Milarepa was a Tibetan master who lived in the 11th century. He is known for his songs and poems that express his spiritual insights and experiences. He transformed from a criminal to a saint and is famous for writing spiritual poems and songs about his insights and experiences. Some of the thoughts on Milarepa are

The importance of meditation: Milarepa emphasized the practice as the way to realize the true nature of the mind and attain liberation from suffering. He said: Life is short, and the time of death is uncertain, so apply yourself to meditation. Avoid doing evil, and acquire merit, to the best of your ability. Even at the cost of life itself. In short: Act so that you have no cause to be ashamed of yourselves and hold fast to this rule”.

The futility of worldly pursuits: Milarepa renounced all worldly attachments and pleasures and lived a simple and austere life in caves and mountains.
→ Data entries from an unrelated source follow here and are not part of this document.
//! Persistence contract for fruit records and its implementations.
//!
//! # Responsibility
//! - Define the narrow CRUD contract every store must satisfy.
//! - Keep SQL details inside the SQLite implementation.
//!
//! # Invariants
//! - Every record handed to callers went through `Fruit::from_record`.
//! - Absent ids surface as `InventoryError::NotFound`, never as an empty value.
//! - Implementations own no state besides the store itself.

use crate::db::DbError;
use crate::dto::{CreateFruitDto, UpdateFruitDto};
use crate::model::fruit::{Fruit, FruitId, FruitValidationError};
use std::error::Error;
use std::fmt::{Display, Formatter};

pub mod in_memory;
pub mod sqlite;

pub use in_memory::InMemoryInventoryDatasource;
pub use sqlite::SqliteInventoryDatasource;

pub type InventoryResult<T> = Result<T, InventoryError>;

/// Error shared by datasource, repository and use-case layers.
#[derive(Debug)]
pub enum InventoryError {
    Db(DbError),
    NotFound(FruitId),
    /// A stored record failed strict parsing.
    InvalidData(FruitValidationError),
    /// Another thread panicked while holding the store lock.
    LockPoisoned,
    /// No id is left above the highest one handed out.
    IdSpaceExhausted,
    UninitializedConnection {
        expected_version: u32,
        actual_version: u32,
    },
    MissingRequiredTable(&'static str),
    MissingRequiredColumn {
        table: &'static str,
        column: &'static str,
    },
}

impl InventoryError {
    pub fn is_not_found(&self) -> bool {
        matches!(self, Self::NotFound(_))
    }
}

impl Display for InventoryError {
    fn fmt(&self, f: &mut Formatter<'_>) -> std::fmt::Result {
        match self {
            Self::Db(err) => write!(f, "{err}"),
            Self::NotFound(id) => write!(f, "fruit not found: {id}"),
            Self::InvalidData(err) => write!(f, "invalid persisted fruit data: {err}"),
            Self::LockPoisoned => write!(f, "fruit store lock poisoned"),
            Self::IdSpaceExhausted => write!(f, "fruit id space exhausted"),
            Self::UninitializedConnection {
                expected_version,
                actual_version,
            } => write!(
                f,
                "connection schema version {actual_version} does not match expected {expected_version}"
            ),
            Self::MissingRequiredTable(table) => write!(f, "missing required table `{table}`"),
            Self::MissingRequiredColumn { table, column } => {
                write!(f, "missing required column `{table}.{column}`")
            }
        }
    }
}

impl Error for InventoryError {
    fn source(&self) -> Option<&(dyn Error + 'static)> {
        match self {
            Self::Db(err) => Some(err),
            Self::InvalidData(err) => Some(err),
            _ => None,
        }
    }
}

impl From<DbError> for InventoryError {
    fn from(value: DbError) -> Self {
        Self::Db(value)
    }
}

impl From<rusqlite::Error> for InventoryError {
    fn from(value: rusqlite::Error) -> Self {
        Self::Db(DbError::Sqlite(value))
    }
}

impl From<FruitValidationError> for InventoryError {
    fn from(value: FruitValidationError) -> Self {
        Self::InvalidData(value)
    }
}

/// Store-facing CRUD contract for fruits.
pub trait InventoryDatasource: Send + Sync {
    fn create(&self, dto: &CreateFruitDto) -> InventoryResult<Fruit>;
    /// Returns every fruit ordered by id.
    fn get_all(&self) -> InventoryResult<Vec<Fruit>>;
    fn find_by_id(&self, id: FruitId) -> InventoryResult<Fruit>;
    /// Applies only the fields present in `dto.values()`.
    fn update_by_id(&self, id: FruitId, dto: &UpdateFruitDto) -> InventoryResult<Fruit>;
    /// Removes the fruit and returns the removed record.
    fn delete_by_id(&self, id: FruitId) -> InventoryResult<Fruit>;
}
//! Fruit use-cases.
//!
//! # Responsibility
//! - Name each inventory operation as its own injectable seam.
//! - Delegate to the repository without adding business rules.
//!
//! # Invariants
//! - Use-cases only receive already-validated DTOs and ids.
//! - Use-cases stay storage-agnostic.

pub mod create_fruit;
pub mod delete_fruit;
pub mod get_fruit;
pub mod get_fruits;
pub mod update_fruit;

pub use create_fruit::CreateFruit;
pub use delete_fruit::DeleteFruit;
pub use get_fruit::GetFruit;
pub use get_fruits::GetFruits;
pub use update_fruit::UpdateFruit;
He said: All worldly pursuits have but one inevitable end, which is sorrow; acquisitions end in dispersion, buildings in destruction, meetings in separation, births in death. Knowing this, from the very first, one should renounce acquisitions and storing-up, construction, and discussion, and be faithful to the commands of an eminent Guru, set about realizing the Truth. That alone is the best of religious observances.

The power of the mind: Milarepa taught that the mind is the source of happiness and misery and that mastering the mind can overcome all obstacles and achieve enlightenment. He said: “When you run after your thoughts, you are like a dog chasing a stick: every time a stick is thrown, you run after it. Instead, be like a lion who, rather than chasing after the stick, turns to face the thrower. One only throws a stick at a lion once.”

The value of compassion Milarepa stressed that compassion is the essence of Buddhism and that without compassion, one cannot attain Buddhahood. He said:” All meditation must begin with arousing deep compassion. Whatever one does must emerge from an attitude of love and benefitting others”

The joy of realization Milarepa expressed his happiness and gratitude for realizing the ultimate truth of reality, which he described as non-dual, luminous, blissful, and empty. He said: “In the gap between thoughts nonconceptual wisdom shines continuously”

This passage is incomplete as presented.